Please find the lines in the entries below that contain the word "once", and copy each one.
──────── Task input
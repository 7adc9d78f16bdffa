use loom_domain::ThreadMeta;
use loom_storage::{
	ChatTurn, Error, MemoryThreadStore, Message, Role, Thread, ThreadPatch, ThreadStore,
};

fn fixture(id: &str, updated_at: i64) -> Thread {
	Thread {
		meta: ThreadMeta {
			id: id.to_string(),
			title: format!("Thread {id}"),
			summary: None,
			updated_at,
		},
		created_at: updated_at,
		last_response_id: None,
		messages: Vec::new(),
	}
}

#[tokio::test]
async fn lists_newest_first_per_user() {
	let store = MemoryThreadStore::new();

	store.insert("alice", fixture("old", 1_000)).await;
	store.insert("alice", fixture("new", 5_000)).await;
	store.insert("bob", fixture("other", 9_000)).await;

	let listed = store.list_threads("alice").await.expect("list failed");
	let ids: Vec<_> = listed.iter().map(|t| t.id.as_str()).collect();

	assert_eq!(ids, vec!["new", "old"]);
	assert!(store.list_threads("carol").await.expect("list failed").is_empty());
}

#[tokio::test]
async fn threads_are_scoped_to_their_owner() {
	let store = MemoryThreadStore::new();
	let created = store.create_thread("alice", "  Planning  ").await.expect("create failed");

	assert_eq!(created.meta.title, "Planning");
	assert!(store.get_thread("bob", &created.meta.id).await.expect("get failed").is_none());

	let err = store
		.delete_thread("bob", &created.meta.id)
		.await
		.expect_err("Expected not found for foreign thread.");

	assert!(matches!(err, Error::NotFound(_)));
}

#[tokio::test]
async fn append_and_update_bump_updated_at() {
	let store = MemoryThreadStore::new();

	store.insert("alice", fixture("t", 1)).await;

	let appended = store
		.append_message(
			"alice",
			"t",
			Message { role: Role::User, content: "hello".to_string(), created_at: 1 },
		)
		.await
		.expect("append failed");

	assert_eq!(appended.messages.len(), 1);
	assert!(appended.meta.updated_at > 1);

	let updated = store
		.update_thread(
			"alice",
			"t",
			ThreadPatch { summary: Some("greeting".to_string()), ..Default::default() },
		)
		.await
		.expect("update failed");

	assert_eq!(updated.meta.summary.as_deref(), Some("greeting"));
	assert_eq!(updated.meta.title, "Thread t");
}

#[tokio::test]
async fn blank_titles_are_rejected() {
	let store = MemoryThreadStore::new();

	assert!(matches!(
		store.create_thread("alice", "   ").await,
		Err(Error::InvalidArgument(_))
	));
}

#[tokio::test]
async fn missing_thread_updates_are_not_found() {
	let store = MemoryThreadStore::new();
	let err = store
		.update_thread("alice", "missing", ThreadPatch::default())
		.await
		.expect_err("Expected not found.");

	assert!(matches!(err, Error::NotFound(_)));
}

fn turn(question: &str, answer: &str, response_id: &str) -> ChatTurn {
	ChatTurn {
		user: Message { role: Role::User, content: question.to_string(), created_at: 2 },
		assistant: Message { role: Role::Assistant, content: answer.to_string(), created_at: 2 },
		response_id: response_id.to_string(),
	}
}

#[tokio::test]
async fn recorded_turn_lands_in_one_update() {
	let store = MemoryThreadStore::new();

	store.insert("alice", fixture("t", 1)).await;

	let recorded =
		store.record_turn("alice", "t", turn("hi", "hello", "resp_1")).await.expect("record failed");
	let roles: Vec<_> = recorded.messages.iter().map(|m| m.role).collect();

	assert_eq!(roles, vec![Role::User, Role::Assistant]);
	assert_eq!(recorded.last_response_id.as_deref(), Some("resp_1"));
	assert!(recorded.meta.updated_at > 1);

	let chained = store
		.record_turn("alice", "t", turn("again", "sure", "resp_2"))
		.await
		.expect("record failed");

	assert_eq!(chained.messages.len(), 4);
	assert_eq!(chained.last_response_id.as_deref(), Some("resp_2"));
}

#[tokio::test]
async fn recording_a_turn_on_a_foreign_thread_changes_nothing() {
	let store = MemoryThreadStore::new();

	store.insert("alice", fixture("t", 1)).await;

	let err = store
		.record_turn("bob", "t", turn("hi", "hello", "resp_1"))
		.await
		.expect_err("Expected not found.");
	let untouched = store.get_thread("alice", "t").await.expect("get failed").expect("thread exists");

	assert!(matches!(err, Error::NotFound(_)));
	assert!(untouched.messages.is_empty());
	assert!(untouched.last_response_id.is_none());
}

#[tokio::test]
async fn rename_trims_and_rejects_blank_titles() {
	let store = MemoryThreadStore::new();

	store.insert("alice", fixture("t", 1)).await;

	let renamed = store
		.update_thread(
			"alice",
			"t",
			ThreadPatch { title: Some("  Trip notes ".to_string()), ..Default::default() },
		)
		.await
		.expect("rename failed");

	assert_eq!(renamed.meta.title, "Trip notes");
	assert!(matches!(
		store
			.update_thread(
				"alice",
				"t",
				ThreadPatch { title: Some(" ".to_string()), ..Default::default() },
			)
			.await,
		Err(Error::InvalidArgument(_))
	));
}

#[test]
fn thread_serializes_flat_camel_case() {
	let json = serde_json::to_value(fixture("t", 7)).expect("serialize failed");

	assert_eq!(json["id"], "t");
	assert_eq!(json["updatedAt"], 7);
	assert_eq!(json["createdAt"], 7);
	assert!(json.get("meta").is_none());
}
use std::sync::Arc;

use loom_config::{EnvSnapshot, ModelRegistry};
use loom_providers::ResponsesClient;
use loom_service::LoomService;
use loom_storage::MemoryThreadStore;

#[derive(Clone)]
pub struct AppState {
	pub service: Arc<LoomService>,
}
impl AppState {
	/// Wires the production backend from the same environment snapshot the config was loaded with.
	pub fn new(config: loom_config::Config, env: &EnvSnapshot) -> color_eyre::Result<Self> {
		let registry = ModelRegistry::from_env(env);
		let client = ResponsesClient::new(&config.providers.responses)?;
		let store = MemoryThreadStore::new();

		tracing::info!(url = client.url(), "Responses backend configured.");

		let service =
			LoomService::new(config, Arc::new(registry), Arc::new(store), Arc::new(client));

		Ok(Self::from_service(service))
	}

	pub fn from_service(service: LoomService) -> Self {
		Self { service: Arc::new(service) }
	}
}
────────────────
──────── Task input
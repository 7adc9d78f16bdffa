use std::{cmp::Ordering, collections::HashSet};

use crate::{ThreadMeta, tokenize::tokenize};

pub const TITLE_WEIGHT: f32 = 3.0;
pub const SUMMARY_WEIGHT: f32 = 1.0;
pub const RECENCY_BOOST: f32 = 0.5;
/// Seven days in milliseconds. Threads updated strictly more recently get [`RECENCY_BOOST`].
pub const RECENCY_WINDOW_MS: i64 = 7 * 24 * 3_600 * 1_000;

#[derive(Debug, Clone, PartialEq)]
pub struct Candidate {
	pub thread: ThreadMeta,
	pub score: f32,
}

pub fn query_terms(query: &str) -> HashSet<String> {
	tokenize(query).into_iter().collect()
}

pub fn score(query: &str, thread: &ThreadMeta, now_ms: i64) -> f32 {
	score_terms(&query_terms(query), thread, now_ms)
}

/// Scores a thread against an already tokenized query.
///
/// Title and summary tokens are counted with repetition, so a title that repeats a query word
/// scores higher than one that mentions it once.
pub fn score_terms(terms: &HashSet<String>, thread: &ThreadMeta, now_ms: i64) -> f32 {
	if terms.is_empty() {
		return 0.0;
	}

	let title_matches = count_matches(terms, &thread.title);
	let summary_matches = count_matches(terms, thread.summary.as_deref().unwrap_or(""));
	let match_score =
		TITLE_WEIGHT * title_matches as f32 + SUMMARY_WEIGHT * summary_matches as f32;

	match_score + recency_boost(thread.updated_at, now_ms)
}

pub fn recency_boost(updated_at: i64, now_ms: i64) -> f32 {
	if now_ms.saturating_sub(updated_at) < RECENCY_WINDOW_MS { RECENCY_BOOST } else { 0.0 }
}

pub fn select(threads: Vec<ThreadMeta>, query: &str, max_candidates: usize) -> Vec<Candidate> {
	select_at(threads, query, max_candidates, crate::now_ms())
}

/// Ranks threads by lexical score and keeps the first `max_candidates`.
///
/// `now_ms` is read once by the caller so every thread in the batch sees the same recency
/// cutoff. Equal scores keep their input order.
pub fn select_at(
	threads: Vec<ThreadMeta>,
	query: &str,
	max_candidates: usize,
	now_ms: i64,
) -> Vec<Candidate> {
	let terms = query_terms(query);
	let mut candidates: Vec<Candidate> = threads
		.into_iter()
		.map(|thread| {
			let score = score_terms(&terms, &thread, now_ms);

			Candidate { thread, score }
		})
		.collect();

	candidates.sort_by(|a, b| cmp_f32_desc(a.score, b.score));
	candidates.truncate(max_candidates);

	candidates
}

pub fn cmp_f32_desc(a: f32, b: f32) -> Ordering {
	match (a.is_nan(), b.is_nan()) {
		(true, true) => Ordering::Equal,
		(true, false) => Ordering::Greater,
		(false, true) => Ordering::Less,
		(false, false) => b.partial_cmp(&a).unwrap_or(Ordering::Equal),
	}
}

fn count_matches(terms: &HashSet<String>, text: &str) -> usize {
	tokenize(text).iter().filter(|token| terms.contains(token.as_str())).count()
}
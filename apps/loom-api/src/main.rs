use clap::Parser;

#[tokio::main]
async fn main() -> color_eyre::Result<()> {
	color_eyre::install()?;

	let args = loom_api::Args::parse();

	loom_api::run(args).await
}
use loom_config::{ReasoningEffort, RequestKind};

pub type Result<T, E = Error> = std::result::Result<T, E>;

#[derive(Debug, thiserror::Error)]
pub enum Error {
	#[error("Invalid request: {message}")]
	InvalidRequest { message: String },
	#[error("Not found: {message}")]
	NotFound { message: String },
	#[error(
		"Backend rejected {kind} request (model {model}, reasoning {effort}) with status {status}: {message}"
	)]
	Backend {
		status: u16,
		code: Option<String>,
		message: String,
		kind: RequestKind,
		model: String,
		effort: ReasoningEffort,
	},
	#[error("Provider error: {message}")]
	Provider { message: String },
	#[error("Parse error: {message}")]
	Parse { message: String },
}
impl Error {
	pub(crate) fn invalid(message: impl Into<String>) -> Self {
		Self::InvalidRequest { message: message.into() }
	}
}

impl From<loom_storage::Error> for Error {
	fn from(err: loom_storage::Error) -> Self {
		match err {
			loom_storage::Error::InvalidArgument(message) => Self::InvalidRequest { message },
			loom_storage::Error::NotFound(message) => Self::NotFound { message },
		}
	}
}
────────────────
* **Exercise solution**
/// scores higher than one that mentions it once.
/// `now_ms` is read once by the caller so every thread in the batch sees the same recency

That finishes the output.